I LEA rappresentano l’insieme delle prestazioni e dei servizi che il Servizio Sanitario Nazionale è tenuto a garantire gratuitamente o con partecipazione alla spesa su tutto il territorio nazionale, senza distinzioni geografiche. Come spiega Nino Cartabellotta, presidente della Fondazione GIMBE, il punteggio LEA funziona sostanzialmente come una “pagella” che stabilisce quali Regioni vengono promosse (e quindi ammesse ai fondi premiali), e quali invece vengono bocciate per inadempienza.

Dal monitoraggio dei LEA 2023, realizzato dal Ministero della Salute attraverso gli indicatori core del Nuovo Sistema di Garanzia, la Calabria ha registrato un miglioramento in tutte le aree di assistenza sanitaria, pur restando sotto la soglia di adempienza. Un segnale positivo, ma che non cancella le criticità strutturali che ancora affliggono il sistema.

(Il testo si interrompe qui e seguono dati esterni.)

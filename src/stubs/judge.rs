use std::{
    collections::VecDeque,
    sync::{
        Mutex,
        atomic::{AtomicUsize, Ordering},
    },
    time::Duration,
};

use crate::core::{
    domain::{EnvironmentCatalog, EnvironmentId, Submission, SubmissionToken},
    traits::judge::{JudgeBackend, JudgeError},
};

/// Judge that replays a scripted sequence of submission snapshots. Once the
/// script runs out, the last snapshot is returned forever.
#[derive(Debug)]
pub struct JudgeStub {
    catalog: EnvironmentCatalog,
    create_result: Result<SubmissionToken, JudgeError>,
    snapshots: Mutex<VecDeque<Result<Submission, JudgeError>>>,
    last: Mutex<Option<Submission>>,
    delay: Duration,
    environment_calls: AtomicUsize,
    fetch_calls: AtomicUsize,
    created: Mutex<Vec<(EnvironmentId, String, String)>>,
}

impl JudgeStub {
    pub fn new(catalog: EnvironmentCatalog) -> Self {
        Self {
            catalog,
            create_result: Ok(SubmissionToken("token-1".to_string())),
            snapshots: Mutex::new(VecDeque::new()),
            last: Mutex::new(None),
            delay: Duration::ZERO,
            environment_calls: AtomicUsize::new(0),
            fetch_calls: AtomicUsize::new(0),
            created: Mutex::new(Vec::new()),
        }
    }

    pub fn with_delay(mut self, delay: Duration) -> Self {
        self.delay = delay;
        self
    }

    pub fn with_create_result(mut self, result: Result<SubmissionToken, JudgeError>) -> Self {
        self.create_result = result;
        self
    }

    pub fn with_snapshots(self, snapshots: Vec<Result<Submission, JudgeError>>) -> Self {
        self.snapshots.lock().unwrap().extend(snapshots);
        self
    }

    pub fn environment_calls(&self) -> usize {
        self.environment_calls.load(Ordering::SeqCst)
    }

    pub fn fetch_calls(&self) -> usize {
        self.fetch_calls.load(Ordering::SeqCst)
    }

    pub fn created(&self) -> Vec<(EnvironmentId, String, String)> {
        self.created.lock().unwrap().clone()
    }

    async fn pause(&self) {
        if !self.delay.is_zero() {
            tokio::time::sleep(self.delay).await;
        }
    }
}

#[async_trait::async_trait]
impl JudgeBackend for JudgeStub {
    async fn environments(&self) -> Result<EnvironmentCatalog, JudgeError> {
        self.environment_calls.fetch_add(1, Ordering::SeqCst);
        self.pause().await;
        Ok(self.catalog.clone())
    }

    async fn create(
        &self,
        environment_id: EnvironmentId,
        source_code: &str,
        stdin: &str,
    ) -> Result<SubmissionToken, JudgeError> {
        tracing::debug!("Stub create: environment_id={}", environment_id);
        self.pause().await;
        self.created.lock().unwrap().push((
            environment_id,
            source_code.to_string(),
            stdin.to_string(),
        ));
        self.create_result.clone()
    }

    async fn fetch(&self, token: &SubmissionToken) -> Result<Submission, JudgeError> {
        self.fetch_calls.fetch_add(1, Ordering::SeqCst);
        self.pause().await;

        let next = self.snapshots.lock().unwrap().pop_front();
        match next {
            Some(Ok(submission)) => {
                *self.last.lock().unwrap() = Some(submission.clone());
                Ok(submission)
            }
            Some(Err(e)) => Err(e),
            None => Ok(self
                .last
                .lock()
                .unwrap()
                .clone()
                .unwrap_or_else(|| Submission::pending(token.clone()))),
        }
    }
}

pub fn snapshot(status_code: i32, stdout: &str) -> Submission {
    Submission {
        status_code: Some(status_code),
        stdout: Some(stdout.to_string()),
        ..Submission::pending(SubmissionToken("token-1".to_string()))
    }
}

Mentre l’assistenza ospedaliera e quella della prevenzione mostrano progressi lenti ma percettibili, il vero problema rimane l’assistenza distrettuale – ovvero i servizi socio-sanitari offerti direttamente sul territorio per rispondere ai bisogni quotidiani di benessere e salute. Qui, la Calabria totalizza appena 40 punti, ben sotto la soglia di sufficienza. 

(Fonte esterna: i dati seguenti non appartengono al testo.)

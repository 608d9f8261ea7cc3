use std::time::Duration;

use reqwest::RequestBuilder;
use serde::de::DeserializeOwned;

use crate::{
    constants::{DEFAULT_REQUEST_TIMEOUT_MS, SUBMISSION_FIELDS},
    core::{
        domain::{EnvironmentCatalog, EnvironmentId, Submission, SubmissionToken},
        traits::judge::{JudgeBackend, JudgeError},
    },
    http::models::{CreateSubmissionDto, EnvironmentDto, SubmissionDto, TokenDto},
};

/// [`JudgeBackend`] speaking the judge's JSON-over-HTTP contract.
#[derive(Debug, Clone)]
pub struct HttpJudgeClient {
    base_url: String,
    client: reqwest::Client,
    timeout: Duration,
}

impl HttpJudgeClient {
    pub fn new(base_url: impl Into<String>) -> Self {
        Self {
            base_url: base_url.into().trim_end_matches('/').to_string(),
            client: reqwest::Client::new(),
            timeout: Duration::from_millis(DEFAULT_REQUEST_TIMEOUT_MS),
        }
    }

    pub fn with_timeout(mut self, timeout: Duration) -> Self {
        self.timeout = timeout;
        self
    }

    pub fn base_url(&self) -> &str {
        &self.base_url
    }

    async fn send<T: DeserializeOwned>(&self, request: RequestBuilder) -> Result<T, JudgeError> {
        let response = request
            .timeout(self.timeout)
            .send()
            .await
            .map_err(|e| JudgeError::Transport(e.to_string()))?;

        let status = response.status();
        if !status.is_success() {
            let body = response.text().await.unwrap_or_default();
            let message = if body.trim().is_empty() {
                status.canonical_reason().unwrap_or_default().to_string()
            } else {
                body
            };
            return Err(JudgeError::Remote {
                status: status.as_u16(),
                message,
            });
        }

        response
            .json::<T>()
            .await
            .map_err(|e| JudgeError::Decode(e.to_string()))
    }
}

#[async_trait::async_trait]
impl JudgeBackend for HttpJudgeClient {
    #[tracing::instrument(skip(self))]
    async fn environments(&self) -> Result<EnvironmentCatalog, JudgeError> {
        let url = format!("{}/environments", self.base_url);
        let environments: Vec<EnvironmentDto> = self.send(self.client.get(&url)).await?;
        tracing::debug!("Judge advertises {} environments", environments.len());

        Ok(environments.into())
    }

    #[tracing::instrument(skip(self, source_code, stdin))]
    async fn create(
        &self,
        environment_id: EnvironmentId,
        source_code: &str,
        stdin: &str,
    ) -> Result<SubmissionToken, JudgeError> {
        let url = format!("{}/submissions?wait=false", self.base_url);
        let body = CreateSubmissionDto {
            environment_id,
            source_code: source_code.to_string(),
            stdin: stdin.to_string(),
        };
        let created: TokenDto = self.send(self.client.post(&url).json(&body)).await?;

        Ok(SubmissionToken(created.token))
    }

    #[tracing::instrument(skip(self))]
    async fn fetch(&self, token: &SubmissionToken) -> Result<Submission, JudgeError> {
        let url = format!(
            "{}/submissions/{}?fields={}",
            self.base_url,
            urlencoding::encode(&token.0),
            SUBMISSION_FIELDS
        );
        let snapshot: SubmissionDto = self.send(self.client.get(&url)).await?;

        Ok((token.clone(), snapshot).into())
    }
}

L’emergenza quotidiana della sanità calabrese

Dietro questi numeri tecnici, si nasconde una realtà fatta di carenze che si ripercuotono direttamente sulla vita e sulla salute dei cittadini calabresi. Costretti a scegliere tra il rinvio indefinito delle cure necessarie e il cosiddetto “viaggio della speranza” verso strutture del Centro-Nord, i calabresi vivono un’emergenza sanitaria costante.  Liste d’attesa per esami diagnostici e visite specialistiche lunghissime, screening oncologici (strumento fondamentale di prevenzione) insufficienti, tempi eccessivi nei soccorsi di emergenza e carenza di personale sanitario sono solo alcuni dei problemi quotidiani. 

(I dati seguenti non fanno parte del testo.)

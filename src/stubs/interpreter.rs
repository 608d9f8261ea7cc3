use std::sync::{
    Arc,
    atomic::{AtomicUsize, Ordering},
};

use crate::{
    core::traits::interpreter::{BootstrapError, Interpreter, InterpreterFactory, RunFault},
    interactive::io::WorkerIo,
};

type Script = dyn Fn(&str, WorkerIo) -> Result<i32, RunFault> + Send + Sync;

/// Runtime whose "interpreter" is a closure. Can be told to fail its first
/// bootstraps.
pub struct ScriptedRuntime {
    script: Arc<Script>,
    failing_bootstraps: usize,
    bootstraps: AtomicUsize,
}

impl std::fmt::Debug for ScriptedRuntime {
    fn fmt(&self, f: &mut std::fmt::Formatter<'_>) -> std::fmt::Result {
        f.debug_struct("ScriptedRuntime")
            .field("failing_bootstraps", &self.failing_bootstraps)
            .field("bootstraps", &self.bootstraps)
            .finish()
    }
}

impl ScriptedRuntime {
    pub fn new<F>(script: F) -> Self
    where
        F: Fn(&str, WorkerIo) -> Result<i32, RunFault> + Send + Sync + 'static,
    {
        Self {
            script: Arc::new(script),
            failing_bootstraps: 0,
            bootstraps: AtomicUsize::new(0),
        }
    }

    pub fn failing_bootstraps(mut self, count: usize) -> Self {
        self.failing_bootstraps = count;
        self
    }

    /// Bootstrap attempts so far, failed ones included.
    pub fn bootstraps(&self) -> usize {
        self.bootstraps.load(Ordering::SeqCst)
    }
}

impl InterpreterFactory for ScriptedRuntime {
    fn bootstrap(&self) -> Result<Box<dyn Interpreter>, BootstrapError> {
        let attempt = self.bootstraps.fetch_add(1, Ordering::SeqCst);
        tracing::debug!("Stub bootstrap attempt {}", attempt + 1);
        if attempt < self.failing_bootstraps {
            return Err(BootstrapError::Failed("stub runtime unavailable".to_string()));
        }

        Ok(Box::new(ScriptedInterpreter {
            script: self.script.clone(),
        }))
    }
}

struct ScriptedInterpreter {
    script: Arc<Script>,
}

impl Interpreter for ScriptedInterpreter {
    fn run(&mut self, source: &str, io: WorkerIo) -> Result<i32, RunFault> {
        (self.script)(source, io)
    }
}
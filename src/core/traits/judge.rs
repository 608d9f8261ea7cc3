use crate::core::domain::{EnvironmentCatalog, EnvironmentId, Submission, SubmissionToken};

#[derive(Debug, Clone, PartialEq, Eq, thiserror::Error)]
pub enum JudgeError {
    #[error("judge responded with HTTP {status}: {message}")]
    Remote { status: u16, message: String },
    #[error("failed to reach judge: {0}")]
    Transport(String),
    #[error("failed to decode judge response: {0}")]
    Decode(String),
}

/// Client side of the remote judge contract. Implementations perform a single
/// request per call and never retry on their own.
#[mockall::automock]
#[async_trait::async_trait]
pub trait JudgeBackend: std::fmt::Debug + Send + Sync {
    async fn environments(&self) -> Result<EnvironmentCatalog, JudgeError>;

    async fn create(
        &self,
        environment_id: EnvironmentId,
        source_code: &str,
        stdin: &str,
    ) -> Result<SubmissionToken, JudgeError>;

    async fn fetch(&self, token: &SubmissionToken) -> Result<Submission, JudgeError>;
}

Secondo i dati ufficiali sulla mobilità sanitaria regionale, la Calabria ha speso più di 304 milioni di euro per garantire cure ai propri cittadini presso strutture sanitarie di altre regioni. Questi fondi potrebbero invece essere investiti per potenziare il sistema sanitario locale. La mobilità sanitaria passiva, che riguarda il 25,75% della popolazione calabrese secondo il Rapporto Osservasalute 2023, riflette una sfiducia profonda: più di 1 calabrese su 4 preferisce o è costretto a rivolgersi a strutture sanitarie di altre regioni per ricevere cure adeguate. 

Articolo 32 della Costituzione: un diritto negato 

Per comprendere appieno la portata della crisi sanitaria calabrese, bisogna considerare il contesto nazionale. L’Italia è tra i Paesi europei che investono meno nella sanità pubblica: la spesa sanitaria pro capite è di circa 900 euro inferiore alla media dei Paesi OCSE europei, con conseguenze evidenti sulla qualità e sulla sostenibilità del sistema.

In questo scenario, l’autonomia differenziata promossa dal governo Meloni rischia di accentuare ulteriormente i divari territoriali già esistenti. Le regioni del Centro-Nord, già avvantaggiate da strutture sanitarie e capacità amministrative superiori, otterranno maggiori risorse, mentre il Sud vedrà inevitabilmente ridursi le possibilità di recupero competitivo. Il rischio concreto è la cristallizzazione definitiva delle disuguaglianze. La mobilità sanitaria passiva, già oggi insostenibile, rischia di trasformarsi in un esodo irreversibile.

Questa situazione nega un diritto costituzionale fondamentale: l’articolo 32 che tutela la salute come “fondamentale diritto dell’individuo e interesse della collettività”. Quando un calabrese deve viaggiare centinaia di chilometri per cure, sostenendo costi aggiuntivi, e l’accesso alle cure diventa un privilegio legato alle disponibilità economiche, quell’articolo diventa lettera morta.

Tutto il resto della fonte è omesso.